Infernal Dispatches #23: March Review

I’ve had my Patreon for a month—time to break down how that’s going! (Spoiler alert: it’s going pretty well!)

writing

I published two stories on Patreon this month:

An Embarrassment of Riches —  4,100 words // tags: mind control, nsfw
Jen has been been hypnotized to get turned on when she’s embarrassed. All she has to do is get through the grocery store with no awkward incidents. That’s totally doable, right?

Mutual Satisfaction —  7,600 words // tags: nsfw, transgender
Inscribed by magic and bound by suspicion, a warlock and demon struggle to come to an understanding.

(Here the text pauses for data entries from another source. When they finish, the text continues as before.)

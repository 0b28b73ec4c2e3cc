// Generate Use Case

use crate::application::script::{self, GeneratedScript};
use crate::application::validation::{self, EndpointRequest};
use crate::domain::ScriptDialect;
use crate::error::Result;
use tracing::info;

/// Validate the request and render its script.
///
/// `default_dialect` applies when the request does not pick a `shell`.
pub fn execute(req: &EndpointRequest, default_dialect: ScriptDialect) -> Result<GeneratedScript> {
    let spec = validation::into_spec(req)?;
    let dialect = req.shell.unwrap_or(default_dialect);

    let script = script::render(&spec, dialect);

    info!(
        endpoint_type = %spec.endpoint_type(),
        vpc_id = %spec.vpc_id,
        region = %spec.region,
        services = spec.service_names.len(),
        dialect = %dialect,
        "Generated endpoint script"
    );

    Ok(script)
}
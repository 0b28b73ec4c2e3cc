//! HTTP API Layer
//!
//! JSON over HTTP for the VPC endpoint script service. Error bodies use the
//! `{"detail": ...}` envelope that existing web clients expect.

pub mod error;
pub mod handler;
pub mod server;
pub mod types;

pub use handler::{ApiHandler, ServiceDefaults};
pub use server::{HttpServer, HttpServerConfig, ServerError, ServerHandle};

I’m really proud of this level of output! It means that since late February, I’ve written 11,700 words across two stories. In that time, I wrote four to five days a week, and averaged over 500 words a day. (By way of comparison, I wrote a total of 51,000 words across 11 stories in 2018.)

I know that many of my writing friends on Twitter are able to write two or even three times that in a month, but it’s a very good, consistent output for me, one that works with my Real Life obligations. Put another way: writing more than ~12,000 words a month would require Serious Structural Changes in my life and work situation, something I’m not currently in a position to do.

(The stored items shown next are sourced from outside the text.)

//! Script rendering
//!
//! Turns a validated [`EndpointSpec`] into the literal `aws ec2
//! create-vpc-endpoint` commands and a runnable script in the requested
//! dialect. Rendering never talks to AWS: route tables for
//! [`RouteTableSelection::AllInVpc`] are looked up by the script itself when
//! it runs.

mod bash;
mod powershell;

use crate::domain::{EndpointSpec, Placement, RouteTableSelection, ScriptDialect};

pub const SCRIPT_TITLE: &str = "# AWS VPC Endpoint Generation Script";
pub const SCRIPT_GENERATOR: &str = "# Created by AWS VPC Endpoint Generator";

/// Rendered script plus the commands it runs
#[derive(Debug, Clone, PartialEq, Eq)]
pub struct GeneratedScript {
    pub content: String,
    /// One literal command per service, joined by ` && `
    pub command: String,
    pub dialect: ScriptDialect,
    pub script_name: String,
}

/// Render the script and commands for every service in `spec`
pub fn render(spec: &EndpointSpec, dialect: ScriptDialect) -> GeneratedScript {
    let command = spec
        .service_names
        .iter()
        .map(|service| create_command(spec, service))
        .collect::<Vec<_>>()
        .join(" && ");

    let content = match dialect {
        ScriptDialect::PowerShell => powershell::render(spec),
        ScriptDialect::Bash => bash::render(spec),
    };

    GeneratedScript {
        content,
        command,
        dialect,
        script_name: dialect.default_script_name(),
    }
}

/// The literal AWS CLI command for one service
pub fn create_command(spec: &EndpointSpec, service: &str) -> String {
    let placement = match static_placement_args(&spec.placement) {
        Some(args) => args,
        None => format!(" --route-table-ids {}", all_route_tables_placeholder(&spec.vpc_id)),
    };

    format!(
        "aws ec2 create-vpc-endpoint {}{} --tag-specifications \"{}\"",
        base_args(spec, service),
        placement,
        tag_specification(spec, service)
    )
}

/// Shown in place of route table IDs that are resolved at execution time
pub fn all_route_tables_placeholder(vpc_id: &str) -> String {
    format!("<all-route-tables-in-{}>", vpc_id)
}

/// `--vpc-id ... --region ...` (no leading space)
fn base_args(spec: &EndpointSpec, service: &str) -> String {
    format!(
        "--vpc-id {} --vpc-endpoint-type {} --service-name {} --region {}",
        spec.vpc_id,
        spec.endpoint_type(),
        service,
        spec.region
    )
}

/// Placement arguments known at render time, each with a leading space.
/// `None` when route tables are resolved by the script.
fn static_placement_args(placement: &Placement) -> Option<String> {
    match placement {
        Placement::Interface {
            subnets,
            security_groups,
            private_dns_enabled,
        } => {
            let mut args = String::new();
            if !subnets.is_empty() {
                args.push_str(&format!(" --subnet-ids {}", subnets.join(" ")));
            }
            if !security_groups.is_empty() {
                args.push_str(&format!(" --security-group-ids {}", security_groups.join(" ")));
            }
            if *private_dns_enabled {
                args.push_str(" --private-dns-enabled");
            } else {
                args.push_str(" --no-private-dns-enabled");
            }
            Some(args)
        }
        Placement::Gateway {
            route_tables: RouteTableSelection::Explicit(ids),
        } if ids.is_empty() => Some(String::new()),
        Placement::Gateway {
            route_tables: RouteTableSelection::Explicit(ids),
        } => Some(format!(" --route-table-ids {}", ids.join(" "))),
        Placement::Gateway {
            route_tables: RouteTableSelection::AllInVpc,
        } => None,
    }
}

fn tag_specification(spec: &EndpointSpec, service: &str) -> String {
    format!(
        "ResourceType=vpc-endpoint,Tags=[{{Key=Name,Value={}}}]",
        spec.tag_name(service)
    )
}

fn header_lines(spec: &EndpointSpec) -> Vec<String> {
    vec![
        SCRIPT_TITLE.to_string(),
        SCRIPT_GENERATOR.to_string(),
        format!("# Endpoint Type: {}", spec.endpoint_type()),
        format!("# VPC ID: {}", spec.vpc_id),
        format!("# Region: {}", spec.region),
        format!("# Services: {}", spec.service_names.join(", ")),
    ]
}

#[cfg(test)]
mod tests {
    use super::*;

    fn interface_spec() -> EndpointSpec {
        EndpointSpec {
            region: "ap-southeast-1".to_string(),
            vpc_id: "vpc-0a1b2c3d".to_string(),
            service_names: vec!["com.amazonaws.ap-southeast-1.ec2".to_string()],
            tag_prefix: Some("prod".to_string()),
            tag_suffix: None,
            placement: Placement::Interface {
                subnets: vec!["subnet-11111111".to_string(), "subnet-22222222".to_string()],
                security_groups: vec!["sg-33333333".to_string()],
                private_dns_enabled: true,
            },
        }
    }

    fn gateway_spec(route_tables: RouteTableSelection) -> EndpointSpec {
        EndpointSpec {
            region: "us-east-1".to_string(),
            vpc_id: "vpc-0a1b2c3d".to_string(),
            service_names: vec![
                "com.amazonaws.us-east-1.s3".to_string(),
                "com.amazonaws.us-east-1.dynamodb".to_string(),
            ],
            tag_prefix: None,
            tag_suffix: Some("vpce".to_string()),
            placement: Placement::Gateway { route_tables },
        }
    }

    #[test]
    fn test_interface_command_literal() {
        let spec = interface_spec();
        assert_eq!(
            create_command(&spec, "com.amazonaws.ap-southeast-1.ec2"),
            "aws ec2 create-vpc-endpoint --vpc-id vpc-0a1b2c3d --vpc-endpoint-type Interface \
             --service-name com.amazonaws.ap-southeast-1.ec2 --region ap-southeast-1 \
             --subnet-ids subnet-11111111 subnet-22222222 --security-group-ids sg-33333333 \
             --private-dns-enabled \
             --tag-specifications \"ResourceType=vpc-endpoint,Tags=[{Key=Name,Value=prod-ec2}]\""
        );
    }

    #[test]
    fn test_interface_command_without_private_dns() {
        let mut spec = interface_spec();
        spec.placement = Placement::Interface {
            subnets: vec!["subnet-11111111".to_string()],
            security_groups: vec!["sg-33333333".to_string()],
            private_dns_enabled: false,
        };
        let cmd = create_command(&spec, "com.amazonaws.ap-southeast-1.ec2");
        assert!(cmd.contains(" --no-private-dns-enabled "));
        assert!(!cmd.contains(" --private-dns-enabled "));
    }

    #[test]
    fn test_gateway_explicit_command_literal() {
        let spec = gateway_spec(RouteTableSelection::Explicit(vec![
            "rtb-aaaaaaaa".to_string(),
            "rtb-bbbbbbbb".to_string(),
        ]));
        assert_eq!(
            create_command(&spec, "com.amazonaws.us-east-1.s3"),
            "aws ec2 create-vpc-endpoint --vpc-id vpc-0a1b2c3d --vpc-endpoint-type Gateway \
             --service-name com.amazonaws.us-east-1.s3 --region us-east-1 \
             --route-table-ids rtb-aaaaaaaa rtb-bbbbbbbb \
             --tag-specifications \"ResourceType=vpc-endpoint,Tags=[{Key=Name,Value=s3-vpce}]\""
        );
    }

    #[test]
    fn test_gateway_all_route_tables_uses_placeholder() {
        let spec = gateway_spec(RouteTableSelection::AllInVpc);
        let cmd = create_command(&spec, "com.amazonaws.us-east-1.s3");
        assert!(cmd.contains(" --route-table-ids <all-route-tables-in-vpc-0a1b2c3d> "));
    }

    #[test]
    fn test_render_joins_commands_per_service() {
        let spec = gateway_spec(RouteTableSelection::Explicit(vec!["rtb-aaaaaaaa".to_string()]));
        let script = render(&spec, ScriptDialect::PowerShell);

        let commands: Vec<&str> = script.command.split(" && ").collect();
        assert_eq!(commands.len(), 2);
        assert!(commands[0].contains("--service-name com.amazonaws.us-east-1.s3 "));
        assert!(commands[1].contains("--service-name com.amazonaws.us-east-1.dynamodb "));
        assert!(commands[1].contains("Value=dynamodb-vpce}"));
        assert_eq!(script.script_name, "vpc-endpoint-script.ps1");
    }

    #[test]
    fn test_render_bash_dialect_name() {
        let script = render(&interface_spec(), ScriptDialect::Bash);
        assert_eq!(script.dialect, ScriptDialect::Bash);
        assert_eq!(script.script_name, "vpc-endpoint-script.sh");
        assert!(script.content.starts_with("#!/usr/bin/env bash\n"));
    }
}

My gamble appears to have paid off: having a Patreon has helped me focus my creativity. I have very self consciously avoided trying to feel like I have a minimum output obligation to my patrons, because I don’t want to start down a path of guilt and recriminations. With that said, feeling like I am writing for a tight knit group of people has definitely given me the focus I needed to keep coming back to my stories, night after night, and craft them into something better.

With that said, I have published precisely zero stories publicly on my website. The issue is that I want to wait to release my stories publicly until the artwork I have commissioned for them are is done. The social media splash is bigger—Twitter links that have eye-catching artwork in their thumbnails do better than those that don’t—and both the artist and I can draw attention to the combined work simultaneously.

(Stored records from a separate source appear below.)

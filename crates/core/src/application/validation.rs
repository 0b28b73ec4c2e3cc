// Request validation: required fields, lexical ID checks, and spec construction

use crate::domain::ids;
use crate::domain::{EndpointSpec, EndpointType, Placement, RouteTableSelection, ScriptDialect};
use crate::error::{AppError, Result};
use serde::{Deserialize, Serialize};

/// Endpoint request as received from clients.
///
/// Deliberately loose: every field is optional on the wire so that missing
/// values are reported as validation messages instead of decode failures.
#[derive(Debug, Clone, Default, Serialize, Deserialize)]
pub struct EndpointRequest {
    #[serde(default)]
    pub endpoint_type: String,
    #[serde(default)]
    pub region: String,
    #[serde(default)]
    pub vpc_id: String,
    /// Multiple services (preferred)
    #[serde(default)]
    pub service_names: Option<Vec<String>>,
    /// Single service (legacy clients)
    #[serde(default)]
    pub service_name: Option<String>,
    #[serde(default)]
    pub tag_prefix: Option<String>,
    #[serde(default)]
    pub tag_suffix: Option<String>,
    // Interface
    #[serde(default)]
    pub subnets: Option<Vec<String>>,
    #[serde(default)]
    pub security_groups: Option<Vec<String>>,
    #[serde(default)]
    pub private_dns_enabled: Option<bool>,
    // Gateway
    #[serde(default)]
    pub route_tables: Option<Vec<String>>,
    #[serde(default)]
    pub select_all_route_tables: bool,
    /// Script dialect; server default when absent
    #[serde(default)]
    pub shell: Option<ScriptDialect>,
}

impl EndpointRequest {
    /// `service_names` wins over the legacy `service_name`; blank entries are dropped
    pub fn resolved_service_names(&self) -> Vec<String> {
        let names: Vec<String> = match &self.service_names {
            Some(names) if !names.is_empty() => names.clone(),
            _ => self.service_name.iter().cloned().collect(),
        };
        names
            .into_iter()
            .map(|n| n.trim().to_string())
            .filter(|n| !n.is_empty())
            .collect()
    }

    fn subnets(&self) -> &[String] {
        self.subnets.as_deref().unwrap_or_default()
    }

    fn security_groups(&self) -> &[String] {
        self.security_groups.as_deref().unwrap_or_default()
    }

    fn route_tables(&self) -> &[String] {
        self.route_tables.as_deref().unwrap_or_default()
    }
}

/// Presence checks run before generation
pub fn required_field_errors(req: &EndpointRequest) -> Vec<String> {
    let mut errors = Vec::new();

    let endpoint_type = if req.endpoint_type.trim().is_empty() {
        errors.push("endpoint_type is required".to_string());
        None
    } else {
        match req.endpoint_type.parse::<EndpointType>() {
            Ok(t) => Some(t),
            Err(_) => {
                errors.push("endpoint_type must be 'Interface' or 'Gateway'".to_string());
                None
            }
        }
    };

    if req.region.trim().is_empty() {
        errors.push("region is required".to_string());
    }
    if req.vpc_id.trim().is_empty() {
        errors.push("vpc_id is required".to_string());
    }
    if req.resolved_service_names().is_empty() {
        errors.push("service_name(s) is required".to_string());
    }

    match endpoint_type {
        Some(EndpointType::Interface) => {
            if req.subnets().is_empty() {
                errors.push("subnets are required for Interface endpoints".to_string());
            }
            if req.security_groups().is_empty() {
                errors.push("security_groups are required for Interface endpoints".to_string());
            }
        }
        Some(EndpointType::Gateway) => {
            if req.route_tables().is_empty() && !req.select_all_route_tables {
                errors.push(
                    "route_tables are required for Gateway endpoints or select_all_route_tables must be true"
                        .to_string(),
                );
            }
        }
        None => {}
    }

    errors
}

/// Lexical checks on every identifier in the request
pub fn identifier_errors(req: &EndpointRequest) -> Vec<String> {
    let mut errors = Vec::new();

    if !ids::is_vpc_id(&req.vpc_id) {
        errors.push(format!("Invalid VPC ID format: {}", req.vpc_id));
    }
    if !ids::is_region(&req.region) {
        errors.push(format!("Invalid region format: {}", req.region));
    }

    match req.endpoint_type.parse::<EndpointType>() {
        Ok(EndpointType::Interface) => {
            if req.subnets().is_empty() {
                errors.push("At least one subnet is required for Interface endpoints".to_string());
            }
            for subnet in req.subnets() {
                if !ids::is_subnet_id(subnet) {
                    errors.push(format!("Invalid subnet ID format: {}", subnet));
                }
            }

            if req.security_groups().is_empty() {
                errors.push(
                    "At least one security group is required for Interface endpoints".to_string(),
                );
            }
            for sg in req.security_groups() {
                if !ids::is_security_group_id(sg) {
                    errors.push(format!("Invalid security group ID format: {}", sg));
                }
            }
        }
        Ok(EndpointType::Gateway) => {
            if req.route_tables().is_empty() && !req.select_all_route_tables {
                errors.push("At least one route table is required for Gateway endpoints".to_string());
            }
            for rt in req.route_tables() {
                if !ids::is_route_table_id(rt) {
                    errors.push(format!("Invalid route table ID format: {}", rt));
                }
            }
        }
        Err(_) => errors.push("endpoint_type must be 'Interface' or 'Gateway'".to_string()),
    }

    for service in req.resolved_service_names() {
        if !ids::is_service_name(&service) {
            errors.push(format!("Invalid service name format: {}", service));
        }
    }

    if let Some(prefix) = req.tag_prefix.as_deref().filter(|p| !p.is_empty()) {
        if !ids::is_tag_input(prefix) {
            errors.push(format!("Invalid tag prefix: {}", prefix));
        }
    }
    if let Some(suffix) = req.tag_suffix.as_deref().filter(|s| !s.is_empty()) {
        if !ids::is_tag_input(suffix) {
            errors.push(format!("Invalid tag suffix: {}", suffix));
        }
    }

    errors
}

/// Validate inputs without generating anything
pub fn validate(req: &EndpointRequest) -> Result<()> {
    let errors = identifier_errors(req);
    if errors.is_empty() {
        Ok(())
    } else {
        Err(AppError::Validation(errors))
    }
}

/// Run both passes and build a validated `EndpointSpec`
pub fn into_spec(req: &EndpointRequest) -> Result<EndpointSpec> {
    let errors = required_field_errors(req);
    if !errors.is_empty() {
        return Err(AppError::Validation(errors));
    }
    validate(req)?;

    let endpoint_type: EndpointType = req.endpoint_type.parse()?;
    let placement = match endpoint_type {
        EndpointType::Interface => Placement::Interface {
            subnets: req.subnets().to_vec(),
            security_groups: req.security_groups().to_vec(),
            private_dns_enabled: req.private_dns_enabled.unwrap_or(true),
        },
        EndpointType::Gateway => Placement::Gateway {
            route_tables: if req.select_all_route_tables {
                RouteTableSelection::AllInVpc
            } else {
                RouteTableSelection::Explicit(req.route_tables().to_vec())
            },
        },
    };

    Ok(EndpointSpec {
        region: req.region.clone(),
        vpc_id: req.vpc_id.clone(),
        service_names: req.resolved_service_names(),
        tag_prefix: req.tag_prefix.clone().filter(|p| !p.is_empty()),
        tag_suffix: req.tag_suffix.clone().filter(|s| !s.is_empty()),
        placement,
    })
}
// VPC Endpoint Infrastructure - Process Adapters
// Implements: ScriptExecutor, AwsCli

pub mod aws_cli_adapter;
pub mod subprocess_executor;

pub use aws_cli_adapter::AwsCliAdapter;
pub use subprocess_executor::{InterpreterPaths, SubprocessExecutor, DEFAULT_ENV_ALLOWLIST};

The downside of this approach is that while I have complete control over my Patreon release schedule, the public release schedule on my website depends on things outside my control. Assuming that some of my commissioned pieces are finished in the first or second week of April, that’ll be almost ten weeks since I last posted a new story on this website. I’m a little concerned about that, and I may have to change this policy going forward—for instance, writing shorter stories that I have no intent to commission art for, or simply accepting that I will need to go back and add art later.

Artwork

As a special treat, I want to share some artwork from an upcoming story involving a couple being corrupted into sexy plantgirls. Jill, my BFF partner-in-crime, will be illustrating the story with a four-panel sequence, and as a proof-of-concept, she passed along the following character sketches:

I’m excited to see the final product, and I’m extremely appreciative of my patrons, whose support is making commissioning sequences like this possible.

As for those of you that aren’t supporting me on Patreon, I apologize for the dearth of content. Stories are in the pipeline, and I’ll continue to iterate on my publishing schedule as necessary.